> _Work to complete_: Every line in the entries that holds "tokio" should be identified and copied.

### Exercise inputs

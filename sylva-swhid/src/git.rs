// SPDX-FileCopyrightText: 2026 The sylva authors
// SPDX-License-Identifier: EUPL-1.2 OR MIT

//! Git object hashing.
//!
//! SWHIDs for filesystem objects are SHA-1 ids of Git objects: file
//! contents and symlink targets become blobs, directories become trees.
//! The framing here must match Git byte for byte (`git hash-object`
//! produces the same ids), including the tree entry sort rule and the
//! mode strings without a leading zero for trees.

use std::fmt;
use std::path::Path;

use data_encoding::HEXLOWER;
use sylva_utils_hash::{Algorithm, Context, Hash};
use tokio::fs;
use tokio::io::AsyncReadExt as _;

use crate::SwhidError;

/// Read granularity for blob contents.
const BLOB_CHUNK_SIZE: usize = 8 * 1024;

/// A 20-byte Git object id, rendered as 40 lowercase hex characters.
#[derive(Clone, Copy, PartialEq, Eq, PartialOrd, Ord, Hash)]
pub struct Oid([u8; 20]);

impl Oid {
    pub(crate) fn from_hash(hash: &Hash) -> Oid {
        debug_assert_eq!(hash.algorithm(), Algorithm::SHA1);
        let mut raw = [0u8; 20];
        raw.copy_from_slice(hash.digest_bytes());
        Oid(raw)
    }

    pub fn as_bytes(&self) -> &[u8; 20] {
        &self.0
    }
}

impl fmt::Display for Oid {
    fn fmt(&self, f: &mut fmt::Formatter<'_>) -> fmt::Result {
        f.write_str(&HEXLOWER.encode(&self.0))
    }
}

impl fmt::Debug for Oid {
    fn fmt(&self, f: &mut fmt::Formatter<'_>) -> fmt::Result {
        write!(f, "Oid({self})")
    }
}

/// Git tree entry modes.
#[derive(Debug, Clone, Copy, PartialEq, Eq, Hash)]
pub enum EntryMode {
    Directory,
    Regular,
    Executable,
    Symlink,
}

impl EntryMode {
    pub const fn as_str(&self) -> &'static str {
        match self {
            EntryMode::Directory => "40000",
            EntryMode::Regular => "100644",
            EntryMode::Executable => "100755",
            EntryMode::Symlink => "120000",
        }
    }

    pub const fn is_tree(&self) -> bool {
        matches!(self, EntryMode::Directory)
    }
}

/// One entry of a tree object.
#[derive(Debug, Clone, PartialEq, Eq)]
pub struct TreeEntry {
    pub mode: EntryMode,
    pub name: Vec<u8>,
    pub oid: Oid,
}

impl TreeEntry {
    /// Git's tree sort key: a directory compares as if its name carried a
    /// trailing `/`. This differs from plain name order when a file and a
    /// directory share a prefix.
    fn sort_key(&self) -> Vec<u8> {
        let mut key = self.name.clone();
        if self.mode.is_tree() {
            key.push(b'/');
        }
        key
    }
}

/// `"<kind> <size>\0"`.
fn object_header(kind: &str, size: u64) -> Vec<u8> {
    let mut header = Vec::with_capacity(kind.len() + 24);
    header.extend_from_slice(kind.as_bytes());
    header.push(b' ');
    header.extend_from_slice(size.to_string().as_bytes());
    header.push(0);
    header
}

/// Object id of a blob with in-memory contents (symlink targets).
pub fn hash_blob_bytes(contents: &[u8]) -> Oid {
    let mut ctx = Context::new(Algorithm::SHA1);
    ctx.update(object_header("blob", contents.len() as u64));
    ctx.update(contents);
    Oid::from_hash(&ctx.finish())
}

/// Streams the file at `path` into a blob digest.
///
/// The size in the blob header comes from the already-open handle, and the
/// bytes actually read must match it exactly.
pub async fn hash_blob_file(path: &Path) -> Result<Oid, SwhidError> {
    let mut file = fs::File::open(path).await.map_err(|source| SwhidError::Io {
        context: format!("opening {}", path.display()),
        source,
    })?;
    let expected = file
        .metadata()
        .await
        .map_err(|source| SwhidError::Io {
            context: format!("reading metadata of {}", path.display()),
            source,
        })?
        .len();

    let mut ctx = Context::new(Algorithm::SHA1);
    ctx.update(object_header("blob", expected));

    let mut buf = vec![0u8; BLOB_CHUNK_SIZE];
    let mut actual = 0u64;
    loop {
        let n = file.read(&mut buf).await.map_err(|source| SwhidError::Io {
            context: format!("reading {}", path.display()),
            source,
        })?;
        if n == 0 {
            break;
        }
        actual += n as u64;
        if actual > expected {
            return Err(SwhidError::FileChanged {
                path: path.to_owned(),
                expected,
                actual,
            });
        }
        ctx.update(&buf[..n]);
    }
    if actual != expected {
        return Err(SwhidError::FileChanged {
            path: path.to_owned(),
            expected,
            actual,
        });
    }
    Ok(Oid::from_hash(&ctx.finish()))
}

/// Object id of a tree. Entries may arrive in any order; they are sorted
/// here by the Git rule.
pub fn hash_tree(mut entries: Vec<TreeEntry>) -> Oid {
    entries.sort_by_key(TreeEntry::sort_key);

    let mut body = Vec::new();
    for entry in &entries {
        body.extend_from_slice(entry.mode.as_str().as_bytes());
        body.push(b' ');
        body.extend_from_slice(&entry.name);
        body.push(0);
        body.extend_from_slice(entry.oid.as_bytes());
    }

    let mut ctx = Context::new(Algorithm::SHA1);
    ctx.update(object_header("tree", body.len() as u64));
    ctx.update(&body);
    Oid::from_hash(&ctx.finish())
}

######

> _Finished exercise_:
use tokio::fs;
use tokio::io::AsyncReadExt as _;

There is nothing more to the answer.